I’ve been writing about so many of the best practices for email management that by now you’re probably wondering: “Okay Sarah, I have a good idea of how to do this well…but what if I’d rather screw it all up?”
Luckily, there’s a system for that too.
The Failed ARTT Email Productivity System (we’ll save you the acronym on that one) is designed to give you unnecessary challenges that’ll seriously test you to see if you’re a competent professional. You’ll no longer be skating by on solid professional practices, nor will you be able to get everything accomplished that you need to.
With this guide you’ll finally have the opportunity to totally, and completely, implement the 3 worst best practices for email management that’ll ensure continued failure.
Buckle up with a broken seat belt, and get ready for this bumpy ride…
1. Flag Everything, Overwhelm Will Motivate You
We all get junk mail, or responses to things we’ve already finished and don’t need to revisit. Instead of organizing them into your email folder filing cabinet, just flag it and mark it as important!
In fact, go one step further and add an “IMPORTANT!” label to every email (all-caps and exclamation point required) and all in the same bright-red color. You don’t want to be discerning what takes priority – everything should take priority with this system. After all, that’s why you are leaving it all in your inbox, right?
2. Mark Everything as “Unread” (Even if You Already Read it)
By marking everything as “unread”, you’ll remember to go back to that email again at a later time. This is a great technique. Whenever possible, touch every important, semi-important, or lowest priority email at least 2 to 3 times. Use the mark as “unread” to help you organize and prioritize your emails.

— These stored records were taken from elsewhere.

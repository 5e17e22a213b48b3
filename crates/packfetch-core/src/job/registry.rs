//! Single-flight registry of live runs: job name -> pause/stop signals.
//!
//! A run registers before it starts and holds the returned `Registration` until it
//! has fully wound down; a second registration for the same name is refused. Runs in
//! other processes are kept out by the job's lock file, which the registration holds.

use std::collections::HashMap;
use std::sync::{Arc, PoisonError, RwLock};

use super::lock::JobLock;
use crate::worker::JobSignals;

#[derive(Default)]
pub struct JobRegistry {
    jobs: RwLock<HashMap<String, Arc<JobSignals>>>,
}

impl JobRegistry {
    pub fn new() -> Self {
        Self::default()
    }

    /// Register a live run for `name`. `None` if one is already registered.
    pub fn try_register(self: &Arc<Self>, name: &str) -> Option<Registration> {
        let mut jobs = self.jobs.write().unwrap_or_else(PoisonError::into_inner);
        if jobs.contains_key(name) {
            return None;
        }
        let signals = Arc::new(JobSignals::new());
        jobs.insert(name.to_string(), Arc::clone(&signals));
        Some(Registration {
            registry: Arc::clone(self),
            name: name.to_string(),
            signals,
            lock: None,
        })
    }

    pub fn is_live(&self, name: &str) -> bool {
        self.jobs
            .read()
            .unwrap_or_else(PoisonError::into_inner)
            .contains_key(name)
    }

    fn unregister(&self, name: &str) {
        self.jobs
            .write()
            .unwrap_or_else(PoisonError::into_inner)
            .remove(name);
    }
}

/// Proof of a live registration; unregisters on drop.
pub struct Registration {
    registry: Arc<JobRegistry>,
    name: String,
    signals: Arc<JobSignals>,
    lock: Option<JobLock>,
}

impl Registration {
    pub fn signals(&self) -> &Arc<JobSignals> {
        &self.signals
    }

    /// Keep the job's lock file locked until this registration is dropped.
    pub(crate) fn hold(&mut self, lock: JobLock) {
        self.lock = Some(lock);
    }
}

impl Drop for Registration {
    fn drop(&mut self) {
        self.registry.unregister(&self.name);
    }
}
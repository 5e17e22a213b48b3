//! Classify HTTP status and curl errors into retry policy error kinds.

use super::error::ChunkError;
use super::policy::ErrorKind;

/// Classify an HTTP status code for retry decisions.
/// 416 is never retried: the planned range no longer matches the remote file.
pub fn classify_http_status(code: u32) -> ErrorKind {
    match code {
        429 | 503 => ErrorKind::Throttled,
        500..=599 => ErrorKind::Http5xx(code as u16),
        _ => ErrorKind::Other,
    }
}

/// Classify a curl error for retry decisions.
pub fn classify_curl_error(e: &curl::Error) -> ErrorKind {
    if e.is_operation_timedout() {
        return ErrorKind::Timeout;
    }
    if e.is_couldnt_connect()
        || e.is_couldnt_resolve_host()
        || e.is_couldnt_resolve_proxy()
        || e.is_read_error()
        || e.is_recv_error()
        || e.is_send_error()
        || e.is_got_nothing()
        || e.is_partial_file()
    {
        return ErrorKind::Connection;
    }
    ErrorKind::Other
}

/// Classify a chunk error into an ErrorKind.
pub fn classify(e: &ChunkError) -> ErrorKind {
    match e {
        ChunkError::Curl(ce) => classify_curl_error(ce),
        ChunkError::Http(code) => classify_http_status(*code),
        ChunkError::PartialTransfer { .. } => ErrorKind::Connection,
        ChunkError::Storage(_) | ChunkError::RangeIgnored { .. } => ErrorKind::Other,
    }
}

#[cfg(test)]
mod tests {
    use super::*;

    #[test]
    fn http_429_and_503_throttled() {
        assert_eq!(classify_http_status(429), ErrorKind::Throttled);
        assert_eq!(classify_http_status(503), ErrorKind::Throttled);
    }

    #[test]
    fn http_5xx_retryable() {
        assert!(matches!(classify_http_status(500), ErrorKind::Http5xx(500)));
        assert!(matches!(classify_http_status(502), ErrorKind::Http5xx(502)));
    }

    #[test]
    fn http_4xx_other() {
        assert_eq!(classify_http_status(404), ErrorKind::Other);
        assert_eq!(classify_http_status(416), ErrorKind::Other);
    }

    #[test]
    fn short_body_is_retryable_storage_is_not() {
        let short = ChunkError::PartialTransfer { expected: 10, received: 4 };
        assert_eq!(classify(&short), ErrorKind::Connection);
        let disk = ChunkError::Storage(std::io::Error::new(std::io::ErrorKind::Other, "full"));
        assert_eq!(classify(&disk), ErrorKind::Other);
    }
}
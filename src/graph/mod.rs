pub mod model;
pub mod store;

pub use model::*;
pub use store::*;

It doesn’t matter if your boss needs something done in an hour, or if the client didn’t get a spreadsheet they needed yesterday. Everything feels so important that it makes sense to mark it as “unread” so that you can later pretend it just came into your inbox and get it done at some point in the future. This technique is likely working quite well for you, and you’re not missing anything or dropping the ball at any time.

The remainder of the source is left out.